The young man knelt down at the edge of the hole, and with the elegant cane he had carried in his hand all that afternoon, fumbled profanely in its dusky depths. Suddenly, to the girl’s absolute horror, he scrambled round, and deliberately let himself down into the pit. She breathed a sigh of unutterable relief, when she observed his head and shoulders still above the level of the ground.
“It’s all right,” he whispered, “they’ve left it half-finished. I suppose they’ll do the rest on Monday.”
“Please get out of it, Luke,” the girl pleaded. “I don’t like to see you there.
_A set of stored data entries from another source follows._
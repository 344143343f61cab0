//! Salted password hashing for employee credentials
//!
//! Stored form: `sha256$<salt>$<hex digest of salt || password>`.

use crate::error::{InventoryError, Result};
use sha2::{Digest, Sha256};
use uuid::Uuid;

const SCHEME: &str = "sha256";

/// Hash a password with a fresh random salt
pub fn hash_password(password: &str) -> String {
    let salt = Uuid::new_v4().simple().to_string();
    hash_with_salt(password, &salt)
}

/// Hash a password with the given salt
pub fn hash_with_salt(password: &str, salt: &str) -> String {
    format!("{}${}${}", SCHEME, salt, digest(salt, password))
}

/// Check a password against a stored credential
///
/// Returns an error when `stored` is not in the hashed form.
pub fn verify_password(password: &str, stored: &str) -> Result<bool> {
    let (salt, expected) = parse(stored)?;
    Ok(constant_time_eq(digest(salt, password).as_bytes(), expected.as_bytes()))
}

/// Whether a stored value looks like a hashed credential
pub fn is_hashed(stored: &str) -> bool {
    parse(stored).is_ok()
}

fn parse(stored: &str) -> Result<(&str, &str)> {
    let mut parts = stored.splitn(3, '$');
    match (parts.next(), parts.next(), parts.next()) {
        (Some(SCHEME), Some(salt), Some(hash)) if !salt.is_empty() && hash.len() == 64 => {
            Ok((salt, hash))
        },
        _ => Err(InventoryError::Credential(
            "expected 'sha256$<salt>$<digest>'".to_string(),
        )),
    }
}

fn digest(salt: &str, password: &str) -> String {
    let mut hasher = Sha256::new();
    hasher.update(salt.as_bytes());
    hasher.update(password.as_bytes());
    hex::encode(hasher.finalize())
}

fn constant_time_eq(a: &[u8], b: &[u8]) -> bool {
    if a.len() != b.len() {
        return false;
    }
    a.iter().zip(b).fold(0u8, |acc, (x, y)| acc | (x ^ y)) == 0
}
It make me think you’re standing on Jimmy Pringle.”
Luke obeyed her and emerged from the earth almost as rapidly as he had descended.
When he was once more by her side, Phyllis gave a little half-deliberate shudder of exquisite terror. “Fancy,” she whispered, clinging tightly to him, “if you was to drag me to that hole, and put me down there! I think I should die of fright.”
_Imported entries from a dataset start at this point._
//! Audit logger trait and the SQLite implementation

use crate::error::Result;
use chrono::{Local, NaiveDateTime};
use inventory_common::types::{AuditAction, AuditRecord, AuditTable, AUDIT_TIMESTAMP_FORMAT};
use rusqlite::{params, Connection, Row};
use tracing::debug;

/// What happened, to which row, and who did it
#[derive(Debug, Clone, Copy, PartialEq, Eq)]
pub struct AuditEntry {
    pub actor_id: i64,
    pub table: AuditTable,
    pub action: AuditAction,
    pub target_id: i64,
}

/// Appends entries to the audit trail.
///
/// Loggers write through the connection they are handed so the entry lands
/// in the caller's transaction.
pub trait AuditLogger {
    /// Append one entry, returning its id
    fn log_action(&self, conn: &Connection, entry: &AuditEntry) -> Result<i64>;
}

type Clock = Box<dyn Fn() -> NaiveDateTime>;

/// Writes to the `audit_logs` table, stamping entries with the local clock
pub struct SqliteAuditLogger {
    clock: Clock,
}

impl SqliteAuditLogger {
    pub fn new() -> Self {
        Self {
            clock: Box::new(|| Local::now().naive_local()),
        }
    }

    /// Use a custom time source (tests)
    pub fn with_clock(clock: impl Fn() -> NaiveDateTime + 'static) -> Self {
        Self {
            clock: Box::new(clock),
        }
    }

    fn timestamp(&self) -> String {
        (self.clock)().format(AUDIT_TIMESTAMP_FORMAT).to_string()
    }
}

impl Default for SqliteAuditLogger {
    fn default() -> Self {
        Self::new()
    }
}

impl AuditLogger for SqliteAuditLogger {
    fn log_action(&self, conn: &Connection, entry: &AuditEntry) -> Result<i64> {
        let timestamp = self.timestamp();

        conn.execute(
            r#"
            INSERT INTO audit_logs (empleado_id, tabla, accion, registro_id, timestamp)
            VALUES (?1, ?2, ?3, ?4, ?5)
            "#,
            params![
                entry.actor_id,
                entry.table.as_str(),
                entry.action.as_str(),
                entry.target_id,
                timestamp,
            ],
        )?;

        let id = conn.last_insert_rowid();
        debug!(
            audit_id = id,
            actor_id = entry.actor_id,
            table = %entry.table,
            action = %entry.action,
            target_id = entry.target_id,
            "Recorded audit entry"
        );
        Ok(id)
    }
}

/// Load the whole trail, newest first
pub fn read_trail(conn: &Connection) -> Result<Vec<AuditRecord>> {
    let mut stmt = conn.prepare(
        r#"
        SELECT id, empleado_id, tabla, accion, registro_id, timestamp
        FROM audit_logs
        ORDER BY timestamp DESC, id DESC
        "#,
    )?;

    let records = stmt
        .query_map([], record_from_row)?
        .collect::<std::result::Result<Vec<_>, _>>()?;

    Ok(records)
}

/// Number of entries in the trail
pub fn count_records(conn: &Connection) -> Result<usize> {
    let count: i64 = conn.query_row("SELECT COUNT(*) FROM audit_logs", [], |row| row.get(0))?;
    Ok(count as usize)
}

fn record_from_row(row: &Row<'_>) -> rusqlite::Result<AuditRecord> {
    let table: String = row.get(2)?;
    let table_name = table.parse().map_err(|e| {
        rusqlite::Error::FromSqlConversionFailure(2, rusqlite::types::Type::Text, Box::new(e))
    })?;

    let action: String = row.get(3)?;
    let action = action.parse().map_err(|e| {
        rusqlite::Error::FromSqlConversionFailure(3, rusqlite::types::Type::Text, Box::new(e))
    })?;

    Ok(AuditRecord {
        id: row.get(0)?,
        actor_employee_id: row.get(1)?,
        table_name,
        action,
        target_record_id: row.get(4)?,
        timestamp: row.get(5)?,
    })
}

#[cfg(test)]
#[allow(clippy::unwrap_used, clippy::expect_used)]
mod tests {
    use super::*;
    use crate::store::schema;
    use chrono::NaiveDate;
    use std::cell::Cell;
    use std::rc::Rc;

    fn conn() -> Connection {
        let conn = Connection::open_in_memory().unwrap();
        schema::init_schema(&conn).unwrap();
        conn
    }

    fn at(hour: u32, min: u32, sec: u32) -> NaiveDateTime {
        NaiveDate::from_ymd_opt(2024, 5, 1)
            .unwrap()
            .and_hms_opt(hour, min, sec)
            .unwrap()
    }

    fn entry(target_id: i64) -> AuditEntry {
        AuditEntry {
            actor_id: 1,
            table: AuditTable::Products,
            action: AuditAction::Insert,
            target_id,
        }
    }

    #[test]
    fn test_log_action_writes_row() {
        let conn = conn();
        let logger = SqliteAuditLogger::with_clock(|| at(9, 30, 0));

        let id = logger.log_action(&conn, &entry(42)).unwrap();
        assert_eq!(id, 1);

        let trail = read_trail(&conn).unwrap();
        assert_eq!(trail.len(), 1);
        assert_eq!(trail[0].actor_employee_id, 1);
        assert_eq!(trail[0].table_name, AuditTable::Products);
        assert_eq!(trail[0].action, AuditAction::Insert);
        assert_eq!(trail[0].target_record_id, 42);
        assert_eq!(trail[0].timestamp, "2024-05-01 09:30:00");
    }

    #[test]
    fn test_default_clock_format() {
        let conn = conn();
        SqliteAuditLogger::new().log_action(&conn, &entry(1)).unwrap();

        let trail = read_trail(&conn).unwrap();
        let parsed = NaiveDateTime::parse_from_str(&trail[0].timestamp, AUDIT_TIMESTAMP_FORMAT);
        assert!(parsed.is_ok(), "unexpected timestamp: {}", trail[0].timestamp);
        assert_eq!(trail[0].timestamp.len(), 19);
    }

    #[test]
    fn test_trail_newest_first() {
        let conn = conn();
        let seconds = Rc::new(Cell::new(0u32));
        let tick = Rc::clone(&seconds);
        // Clock runs backwards so id order and timestamp order disagree
        let logger = SqliteAuditLogger::with_clock(move || {
            let s = tick.get();
            tick.set(s + 1);
            at(10, 0, 59 - s)
        });

        for target in 1..=3 {
            logger.log_action(&conn, &entry(target)).unwrap();
        }

        let targets: Vec<i64> = read_trail(&conn)
            .unwrap()
            .iter()
            .map(|r| r.target_record_id)
            .collect();
        assert_eq!(targets, vec![1, 2, 3]);
        assert_eq!(seconds.get(), 3);
    }

    #[test]
    fn test_same_second_ties_break_by_id() {
        let conn = conn();
        let logger = SqliteAuditLogger::with_clock(|| at(12, 0, 0));

        for target in 1..=3 {
            logger.log_action(&conn, &entry(target)).unwrap();
        }

        let targets: Vec<i64> = read_trail(&conn)
            .unwrap()
            .iter()
            .map(|r| r.target_record_id)
            .collect();
        assert_eq!(targets, vec![3, 2, 1]);
        assert_eq!(count_records(&conn).unwrap(), 3);
    }

    #[test]
    fn test_unknown_action_is_an_error() {
        let conn = conn();
        conn.execute(
            "INSERT INTO audit_logs (empleado_id, tabla, accion, registro_id, timestamp) VALUES (1, 'productos', 'MERGE', 1, '2024-01-01 00:00:00')",
            [],
        )
        .unwrap();

        assert!(read_trail(&conn).is_err());
    }
}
This conscious playing with her own girlish fears was a very interesting characteristic in Phyllis Santon. Luke had recognized something of the sort in her before, and now he wondered vaguely, as he glanced from the obscurity of Nevilton Churchyard to the brilliant galaxy of luminous splendour surrounding the constellation Pegasus, whether she really wanted him to take her at her word.
His thoughts were interrupted by the sound of voices at the inn-door. They both held their breath, listening intently.